09/26/2015 08:52 EDT | Updated 09/26/2016 05:12 EDT

You Can Master the Art of Active Aging

Older Hispanic woman lifting weights in living room
Jose Luis Pelaez Inc via Getty Images
Older Hispanic woman lifting weights in living room

September 27 marks the beginning of Active Aging Week. This week long campaign calls attention to and celebrates the aging process, and more specifically, aging actively.

There is often a negative preconceived perception around the concept of aging. People dread getting older because of the limitations associated with it. Personally, I hate the word 'senior.' Society associates seniors with slowing down, taking it easy and being dependent - which many of us know is not reality. I like to think you are only as old as you feel, as they say, age is just a number!

Active Aging Week challenges theses stereotypes and really hits home with the message that regardless of age older adults can and should strive to live an active lifestyle.

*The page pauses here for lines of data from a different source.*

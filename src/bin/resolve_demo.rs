//! A small CLI harness exercising the resolver against a handful of canned expression trees.
//! Not part of the library's public contract; useful for eyeballing the obligations a given
//! pointer expression produces without wiring up a real symbolic-execution engine.

use deref_resolve::{
    resolve, Ctx, Expr, FixedOracle, LayoutConfig, Mode, ObjectDescriptor, ObligationLog,
    PointsToTarget, Session, StructField, Type,
};

fn linked_list_scenario() {
    let node_ty = Type::struct_of(vec![
        StructField { name: "value".into(), ty: Type::int(32, true) },
        StructField { name: "next".into(), ty: Type::pointer(Type::int(32, true)) },
    ]);
    let node = Expr::symbol(node_ty.clone(), "node0");

    let mut session = Session::new();
    let mut oracle = FixedOracle::new();
    oracle.register(
        "head",
        vec![PointsToTarget::Descriptor(ObjectDescriptor::new(node.clone(), None, 4))],
    );
    let mut sink = ObligationLog::new(Default::default());
    let cfg = LayoutConfig::default();
    let mut ctx = Ctx { session: &mut session, oracle: &mut oracle, sink: &mut sink, cfg: &cfg };

    let head = Expr::symbol(Type::pointer(node_ty.clone()), "head");
    let access = Expr::member(Type::int(32, true), Expr::dereference(node_ty, head), "value");

    let rewritten = resolve(&access, Mode::Read, &mut ctx);
    println!("head->value  =>  {rewritten:#?}");
    println!("obligations: {:#?}", sink.obligations());
}

fn null_deref_scenario() {
    let mut session = Session::new();
    let mut oracle = FixedOracle::new();
    let mut sink = ObligationLog::new(Default::default());
    let cfg = LayoutConfig::default();
    let mut ctx = Ctx { session: &mut session, oracle: &mut oracle, sink: &mut sink, cfg: &cfg };

    let elem_ty = Type::int(32, true);
    let p = Expr::symbol(Type::pointer(elem_ty.clone()), "p");
    let access = Expr::dereference(elem_ty, p);

    let rewritten = resolve(&access, Mode::Read, &mut ctx);
    println!("*p (unknown p)  =>  {rewritten:#?}");
    println!("obligations: {:#?}", sink.obligations());
}

fn main() {
    tracing_subscriber::fmt::init();
    linked_list_scenario();
    println!();
    null_deref_scenario();
}
//! Symbolic pointer-dereference resolution for a bounded model checker's symbolic execution core:
//! given an expression tree possibly containing `Dereference` nodes plus an externally-supplied
//! may-points-to oracle, rewrite it into a dereference-free tree and a log of safety obligations
//! for a downstream solver to discharge.
//!
//! [`types`]/[`expr`] are the data model, [`config`]/[`session`]/[`guard`] are the ambient
//! machinery threaded through every call, [`points_to`]/[`failure`] are the two external
//! collaborator boundaries, [`layout`] is the pure memory-layout oracle, and
//! [`reference`]/[`target`]/[`walker`] are the three-stage resolution pipeline itself (innermost
//! to outermost).

mod config;
mod expr;
mod failure;
mod guard;
mod layout;
mod points_to;
mod reference;
mod session;
mod target;
mod types;
mod walker;

pub use config::{CheckConfig, Endianness, LayoutConfig, ResolverError};
pub use expr::{collect_symbols, Expr, ExprKind};
pub use failure::{Category, FailureSink, Obligation, ObligationLog};
pub use guard::GuardStack;
pub use points_to::{FixedOracle, ObjectDescriptor, PointsToOracle, PointsToTarget};
pub use reference::{ScalarStep, ScalarStepKind};
pub use session::{FreshSymbol, Session};
pub use target::{Ctx, Mode};
pub use types::{StructField, Type};
pub use walker::{has_dereference, resolve, rewrite};
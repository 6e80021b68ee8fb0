//! The Target Resolver: folds a points-to set into a guarded case-split over per-target accesses
//! built by the Reference Builder.
//!
//! Null/unknown/invalid targets are handled right at the point each candidate is considered,
//! inline in the case-split loop, rather than filtered out of the points-to set beforehand.

use tracing::instrument;

use crate::config::LayoutConfig;
use crate::expr::Expr;
use crate::failure::{Category, FailureSink};
use crate::guard::GuardStack;
use crate::points_to::{PointsToOracle, PointsToTarget};
use crate::reference::{self, ScalarStep};
use crate::session::Session;
use crate::types::Type;

/// The access mode a dereference occurs under.
#[derive(Debug, Clone, Copy, PartialEq, Eq)]
pub enum Mode {
    Read,
    Write,
    /// A `free()` of the pointed-to object; distinct from `Write` because only `Free` treats a
    /// non-dynamic target as a hard failure in the liveness check.
    Free,
}

/// Bundles the collaborators every resolution step needs: the counter/symbol-table `Session`,
/// the caller-supplied points-to and failure-sink trait objects, and the layout configuration.
/// Grouping these avoids threading four separate parameters through every recursive call in
/// `walker`/`target`/`reference`.
pub struct Ctx<'a> {
    pub session: &'a mut Session,
    pub oracle: &'a mut dyn PointsToOracle,
    pub sink: &'a mut dyn FailureSink,
    pub cfg: &'a LayoutConfig,
}

/// Resolve a dereference of `ptr` to a value of `want_type` (or, if `want_type` is `None`, the
/// type named by the back of `scalar_steps`). Queries the points-to oracle, then for each
/// candidate target either emits a null/invalid obligation or delegates to the Reference
/// Builder, folding the per-target results into a single guarded case-split expression.
#[instrument(level = "trace", skip(guard, scalar_steps, ctx))]
pub fn deref(
    ptr: &Expr,
    want_type: Option<&Type>,
    guard: &GuardStack,
    mode: Mode,
    scalar_steps: &[ScalarStep],
    ctx: &mut Ctx,
) -> Expr {
    let result_ty = want_type
        .cloned()
        .unwrap_or_else(|| scalar_steps.last().expect("deref: no want_type and empty scalar_steps").result_ty.clone());

    let pointer_ty = ptr.ty().clone();
    let targets = ctx.oracle.value_set(ptr, &pointer_ty);

    let mut acc: Option<Expr> = None;
    for target in &targets {
        match target {
            PointsToTarget::Unknown | PointsToTarget::Invalid => {
                let mut g = guard.clone();
                g.push(Expr::invalid_pointer(ptr.clone()));
                ctx.sink.emit(Category::PointerDereference, "invalid pointer", g.as_expr());
            }
            PointsToTarget::Descriptor(desc) if desc.is_null() => {
                let mut g = guard.clone();
                g.push(Expr::same_object(ptr.clone(), Expr::null_object(pointer_ty.pointee().clone())));
                ctx.sink.emit(Category::PointerDereference, "NULL pointer", g.as_expr());
            }
            PointsToTarget::Descriptor(desc) => {
                let (value, pointer_guard) =
                    reference::build_reference_to(desc, mode, ptr, &result_ty, guard, scalar_steps, ctx);
                if let Some(v) = value {
                    acc = Some(match acc {
                        None => v,
                        Some(prev) => Expr::if_then_else(result_ty.clone(), pointer_guard, v, prev),
                    });
                }
            }
        }
    }

    match acc {
        Some(v) => v,
        None => {
            let failed = ctx.session.make_failed_symbol(result_ty.clone());
            Expr::symbol(failed.ty, failed.name)
        }
    }
}
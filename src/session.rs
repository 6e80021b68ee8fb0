//! Explicit mutable state threaded through a resolution run.
//!
//! The invalid-object counter and the fresh-symbol registry are both genuinely mutable, but
//! neither needs to outlive a single resolution run, and a file-scope `static` counter would
//! make this crate's resolver non-reentrant for no reason. `Session` collects both into one
//! value the caller owns and threads through every `rewrite`/`deref` call.

use crate::types::Type;

/// Per-run mutable state: the invalid-object counter and the symbol table entries created for
/// failed symbols along the way.
#[derive(Debug, Default)]
pub struct Session {
    invalid_counter: u32,
    fresh_symbols: Vec<FreshSymbol>,
}

/// A symbol table entry synthesized for a `make_failed_symbol` equivalent: a well-typed free
/// value standing in for a dereference that could not be resolved to anything.
#[derive(Debug, Clone, PartialEq)]
pub struct FreshSymbol {
    pub name: String,
    pub ty: Type,
}

impl Session {
    pub fn new() -> Session {
        Session::default()
    }

    /// Allocate and register a fresh `symex::invalid_objectN` symbol of `ty`. Each call bumps
    /// the counter, so names never collide within one `Session`.
    pub fn make_failed_symbol(&mut self, ty: Type) -> FreshSymbol {
        let name = format!("symex::invalid_object{}", self.invalid_counter);
        self.invalid_counter += 1;
        let symbol = FreshSymbol { name, ty };
        self.fresh_symbols.push(symbol.clone());
        symbol
    }

    pub fn fresh_symbols(&self) -> &[FreshSymbol] {
        &self.fresh_symbols
    }

    pub fn invalid_symbol_count(&self) -> u32 {
        self.invalid_counter
    }
}
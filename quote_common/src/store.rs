//! JSON quote store.
//!
//! The store is a single pretty-printed JSON array of [`Quote`] records. It is
//! always written wholesale and read back in full; there is no incremental update.
//! Non-ASCII text is written verbatim.
use std::fs;
use std::io::ErrorKind;
use std::path::Path;

use serde::Serialize;
use serde_json::ser::{PrettyFormatter, Serializer};

use crate::quote::Quote;
use crate::result::Result;

/// Indentation used by the on-disk format.
const INDENT: &[u8] = b"    ";

/// Overwrites `path` with `quotes` as an indented JSON array.
pub fn save_quotes(path: &Path, quotes: &[Quote]) -> Result<()> {
    let mut buf = Vec::new();
    let mut ser = Serializer::with_formatter(&mut buf, PrettyFormatter::with_indent(INDENT));
    quotes.serialize(&mut ser)?;
    fs::write(path, buf)?;
    Ok(())
}

/// Reads every quote from `path`. A missing file is an empty store.
pub fn load_quotes(path: &Path) -> Result<Vec<Quote>> {
    let text = match fs::read_to_string(path) {
        Ok(text) => text,
        Err(e) if e.kind() == ErrorKind::NotFound => return Ok(Vec::new()),
        Err(e) => return Err(e.into()),
    };
    Ok(serde_json::from_str(&text)?)
}
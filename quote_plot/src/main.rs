//! Quote Plot — renders a labelled bar chart of quote counts per author from the JSON
//! store.
//!
//! Usage example (CLI):
//! ```bash
//! quote_plot --quotes-file quotes.json --output histogram.png
//! ```
#![warn(missing_docs)]
mod args;
mod histogram;

use clap::Parser;
use log::{info, warn};
use quote_common::{QuoteError, Result, store};

use crate::args::Args;
use crate::histogram::{AuthorCount, author_counts, render_histogram};

fn main() -> Result<(), QuoteError> {
    init_logger();
    let args = Args::parse();
    run(&args)?;
    Ok(())
}

/// Load the store and write the chart.
///
/// Returns the plotted counts, or `None` when the store is missing or empty and
/// nothing was written.
fn run(args: &Args) -> Result<Option<Vec<AuthorCount>>> {
    let quotes = store::load_quotes(&args.quotes_file)?;
    if quotes.is_empty() {
        warn!("No quotes available in {}", args.quotes_file.display());
        return Ok(None);
    }

    let counts = author_counts(&quotes);
    render_histogram(&counts, &args.output, args.width, args.height)?;
    info!("Histogram saved to {}", args.output.display());
    Ok(Some(counts))
}

fn init_logger() {
    env_logger::Builder::from_default_env()
        .filter_level(log::LevelFilter::Info)
        .init();
}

Embracing the aging process is important even though at times it may be challenging. There are many measures we can take to age more gracefully and maintain an active and healthy lifestyle but the key factor is fitness.

According to ParticipACTION, older adults are encouraged to participate in a variety of physical activities. Some examples can include brisk walking, biking and aquatic exercise. In addition, both men and women should participate in resistance activities at least two days out of the week.

The Canadian Physical Activity Guidelines for adults 65 years and older recommends:

•To achieve health benefits, and improve functional abilities, adults aged 65 years and older should accumulate at least 150 minutes of moderate -- to vigorous -- intensity aerobic physical activity per week, in bouts of 10 minutes or more.

•It is also beneficial to add muscle -- and bone-strengthening activities using major muscle groups, at least two days per week.

•Those with poor mobility should perform physical activities to enhance balance and prevent falls.

These guidelines are excellent for helping to ensure you have a baseline for physical activity. However, the challenge for many Canadians over 65 is that they never grew up being educated on how to exercise properly and effectively.

I've created an instructional video demonstrating five basic fitness moves: squat, deadlift, lunge, side plank and hip-bridge. These moves are what I like to think of as the foundation for a complete workout. Each move targets a different muscle group using your body's weight to provide resistance. Each move can be modified to accommodate different fitness levels -- whether this means adding weights or making the moves simpler.

As you can see, these moves are extremely convenient as they can be performed anywhere, anytime. You can easily do them while visiting the gym, in the comfort of your own home, while traveling in a hotel or outside at the park. All you need is you.

We must realize, response to exercise is not age-dependent, it's mind dependent. This means that at any age someone can respond positively to exercise and gain the same benefits as a young person who exercises. The benefits are the same: there will be an increase in strength, energy, mobility and coordination.

Staying active in our senior years acts as a preventive measure as it can help reduce the risk of chronic disease and premature death. No matter your age, if you start today you will be setting yourself up for success.